En Jesús nos cabe esta posibilidad. Su “sí” siempre es un “sí”. Se mantiene en sus enseñanzas, en sus promesas, en todo lo que nos dice… Si nos asegura que el camino que nos señala lleva a la vida es que verdaderamente lleva a la vida, si nos asegura que “el que come mi cuerpo y bebe mi sangre está en mí y yo en él” es que es así y se cumple, si nos promete que no nos dejará huérfanos, que él es la resurrección y la vida y que el que cree en él aunque muera, vivirá para siempre, y que, después del paso obligado de nuestra muerte, él nos espera para invitarnos y hacernos disfrutar del banquete de su amor para toda una eternidad… es que todas estas palabras suyas van a ser una “sí”, se van a cumplir.

Nuestro Padre Dios viene en nuestra ayuda, es el que “nos confirma en Cristo” para que nuestro “sí” sea siempre un “sí”.

Vosotros sois la sal de la tierra… la luz del mundo

Las palabras de Jesús cobran especial importancia en los momentos en que estamos viviendo. En nuestra sociedad todavía hay muchos que no han oído hablar de Jesús ni de su evangelio, y otros que se ha separado de él en este proceso que llamamos descristianización. La única manera de que le conozcan, a él y a su mensaje, es a través de nosotros, de nuestras palabras y de nuestra vida. “Vosotros sois la sal de la tierra…. Vosotros sois la luz del mundo”.

Con la ayuda del mismo Jesús, tenemos que presentarles su persona, su mensaje, su evangelio, sus promesas… algo capaz de alegrar la vida de cualquier persona, algo capaz de llenar de sentido, de esperanza a cualquier persona. No podemos recluirnos en nuestras iglesias, en nuestros grupos y comunidades. Tenemos que salir a las “periferias”, a los que desconocen a Jesús o se han apartado de él para ofrecerles el mejor tesoro que podemos gozar los seres humanos. “Alumbre así vuestra luz a los hombres, para que vean vuestras buenas obras y den gloria a vuestro Padre que está en el cielo”.
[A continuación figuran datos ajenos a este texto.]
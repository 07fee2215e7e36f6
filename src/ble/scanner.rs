//! BLE discovery and inspection on the first Bluetooth adapter.

use std::time::Duration;

use btleplug::api::{
    Central, CentralEvent, CharPropFlags, Characteristic, Manager as _, Peripheral as _,
    ScanFilter,
};
use btleplug::platform::{Adapter, Manager, Peripheral};
use futures::future::join_all;
use futures::StreamExt;
use thiserror::Error;
use tokio::time::{timeout, Instant};

use super::model::{
    format_value, settle, BleCharacteristic, BleDevice, BleService, Capabilities, Discovery,
};

/// Default time allowed for connecting to and inspecting one device.
pub const DEFAULT_INSPECT_TIMEOUT_SECS: u64 = 20;

/// Time spent scanning when inspecting devices that are not known yet.
const LOOKUP_SCAN_SECS: u64 = 3;

/// BLE errors that stop a whole run. Per-device failures are stored on the
/// device instead.
#[derive(Error, Debug)]
pub enum BleError {
    #[error("Bluetooth error: {0}")]
    Btle(#[from] btleplug::Error),
    #[error("No Bluetooth adapter found")]
    NoAdapter,
}

/// The first Bluetooth adapter and the peripherals it reported.
pub struct Bluetooth {
    adapter: Adapter,
}

impl Bluetooth {
    pub async fn new() -> Result<Self, BleError> {
        let manager = Manager::new().await?;
        let adapter = manager
            .adapters()
            .await?
            .into_iter()
            .next()
            .ok_or(BleError::NoAdapter)?;
        if let Ok(info) = adapter.adapter_info().await {
            tracing::debug!("Using adapter {}", info);
        }
        Ok(Self { adapter })
    }

    /// Scan for `duration`, logging every detection, then collect what the
    /// adapter found. With `filter`, only named devices are kept.
    pub async fn discover(&self, duration: Duration, filter: bool) -> Result<Discovery, BleError> {
        let mut events = self.adapter.events().await?;
        self.adapter.start_scan(ScanFilter::default()).await?;

        let deadline = Instant::now() + duration;
        while let Ok(Some(event)) = tokio::time::timeout_at(deadline, events.next()).await {
            if let CentralEvent::DeviceDiscovered(id) = event {
                if let Ok(peripheral) = self.adapter.peripheral(&id).await {
                    let (name, services) = match peripheral.properties().await {
                        Ok(Some(props)) => (props.local_name, props.services),
                        _ => (None, Vec::new()),
                    };
                    println!(
                        "discovered {} {} {:?}",
                        name.as_deref().unwrap_or("-"),
                        peripheral.address(),
                        services
                    );
                }
            }
        }
        self.adapter.stop_scan().await?;

        let devices = self.known_devices().await?;
        let discovery = Discovery::from_devices(devices, filter);
        tracing::info!(
            "Discovery: {} devices, {} after filtering",
            discovery.raw_count,
            discovery.len()
        );
        Ok(discovery)
    }

    /// Devices for explicit addresses. Addresses the adapter does not know
    /// yet trigger one short scan; addresses still unknown after that are
    /// reported with an error.
    pub async fn lookup(&self, addresses: &[String]) -> Result<Discovery, BleError> {
        let mut known = self.known_devices().await?;
        let missing = |known: &[BleDevice]| {
            addresses
                .iter()
                .any(|a| !known.iter().any(|d| d.address.eq_ignore_ascii_case(a)))
        };
        if missing(&known) {
            self.adapter.start_scan(ScanFilter::default()).await?;
            tokio::time::sleep(Duration::from_secs(LOOKUP_SCAN_SECS)).await;
            self.adapter.stop_scan().await?;
            known = self.known_devices().await?;
        }

        let devices = addresses
            .iter()
            .map(|address| {
                known
                    .iter()
                    .find(|d| d.address.eq_ignore_ascii_case(address))
                    .cloned()
                    .unwrap_or_else(|| {
                        let mut device = BleDevice::new(None, address.clone());
                        device.set_not_found();
                        device
                    })
            })
            .map(|d| {
                // Explicit addresses stay keyed by address
                BleDevice { name: None, ..d }
            })
            .collect();
        Ok(Discovery::from_devices(devices, false))
    }

    async fn known_devices(&self) -> Result<Vec<BleDevice>, BleError> {
        let mut devices = Vec::new();
        for peripheral in self.adapter.peripherals().await? {
            let name = match peripheral.properties().await {
                Ok(Some(props)) => props.local_name,
                _ => None,
            };
            devices.push(BleDevice::new(name, peripheral.address().to_string()));
        }
        Ok(devices)
    }

    async fn find(&self, address: &str) -> Result<Option<Peripheral>, BleError> {
        Ok(self
            .adapter
            .peripherals()
            .await?
            .into_iter()
            .find(|p| p.address().to_string().eq_ignore_ascii_case(address)))
    }

    /// Inspect all devices concurrently. A device that fails, times out or
    /// is no longer known to the adapter gets the error text stored; the
    /// others are unaffected.
    pub async fn inspect_all(
        &self,
        discovery: &mut Discovery,
        read_values: bool,
        limit: Duration,
    ) -> Result<(), BleError> {
        let mut tasks = Vec::new();
        let mut lost = Vec::new();
        for (key, device) in &discovery.devices {
            if device.error.is_some() {
                continue;
            }
            let Some(peripheral) = self.find(&device.address).await? else {
                lost.push(key.clone());
                continue;
            };
            let key = key.clone();
            tasks.push(async move {
                println!("+ get services: start {}", key);
                let result = settle(timeout(limit, inspect(&peripheral, read_values)).await);
                let _ = peripheral.disconnect().await;
                println!("+ get services: done {}", key);
                (key, result)
            });
        }

        for key in lost {
            tracing::warn!("{} disappeared before inspection", key);
            if let Some(device) = discovery.devices.get_mut(&key) {
                device.set_not_found();
            }
        }

        for (key, result) in join_all(tasks).await {
            if let Err(e) = &result {
                tracing::warn!("Inspecting {} failed: {}", key, e);
            }
            if let Some(device) = discovery.devices.get_mut(&key) {
                device.set_inspection(result);
            }
        }
        Ok(())
    }
}

/// Connect, discover services and optionally read every readable characteristic.
async fn inspect(peripheral: &Peripheral, read_values: bool) -> Result<Vec<BleService>, btleplug::Error> {
    if !peripheral.is_connected().await? {
        peripheral.connect().await?;
    }
    peripheral.discover_services().await?;

    let mut services = Vec::new();
    for service in peripheral.services() {
        let mut characteristics = Vec::new();
        for characteristic in &service.characteristics {
            let mut c = BleCharacteristic::new(
                characteristic.uuid,
                capabilities(characteristic.properties),
            );
            if read_values && c.can_read() {
                c.value = Some(read(peripheral, characteristic).await);
            }
            characteristics.push(c);
        }
        services.push(BleService::new(service.uuid, characteristics));
    }
    Ok(services)
}

/// Read a characteristic; failures come back as `Error: ...` text.
async fn read(peripheral: &Peripheral, characteristic: &Characteristic) -> String {
    let limit = Duration::from_secs(DEFAULT_INSPECT_TIMEOUT_SECS);
    match settle(timeout(limit, peripheral.read(characteristic)).await) {
        Ok(bytes) => format_value(&bytes),
        Err(e) => format!("Error: {}", e),
    }
}

fn capabilities(flags: CharPropFlags) -> Capabilities {
    Capabilities {
        read: flags.contains(CharPropFlags::READ),
        write: flags.intersects(CharPropFlags::WRITE | CharPropFlags::WRITE_WITHOUT_RESPONSE),
        notify: flags.contains(CharPropFlags::NOTIFY),
        indicate: flags.contains(CharPropFlags::INDICATE),
    }
}

#[cfg(test)]
mod tests {
    use super::*;

    #[test]
    fn test_capabilities_from_flags() {
        let caps = capabilities(CharPropFlags::READ | CharPropFlags::NOTIFY);
        assert_eq!(
            caps,
            Capabilities {
                read: true,
                notify: true,
                ..Default::default()
            }
        );
        assert!(capabilities(CharPropFlags::WRITE_WITHOUT_RESPONSE).write);
        assert!(capabilities(CharPropFlags::INDICATE).indicate);
    }
}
San Antonio de Padua nació en Lisboa en 1195. Con 15 años entró en los agustinos y luego, siendo ya sacerdote, pasó a la Orden de los Franciscanos con el deseo de ir a misiones en África. Tuvo que regresar a Europa debido a una grave enfermedad. Fue un gran predicador, combatió a los herejes y murió en Padua a los 36 años.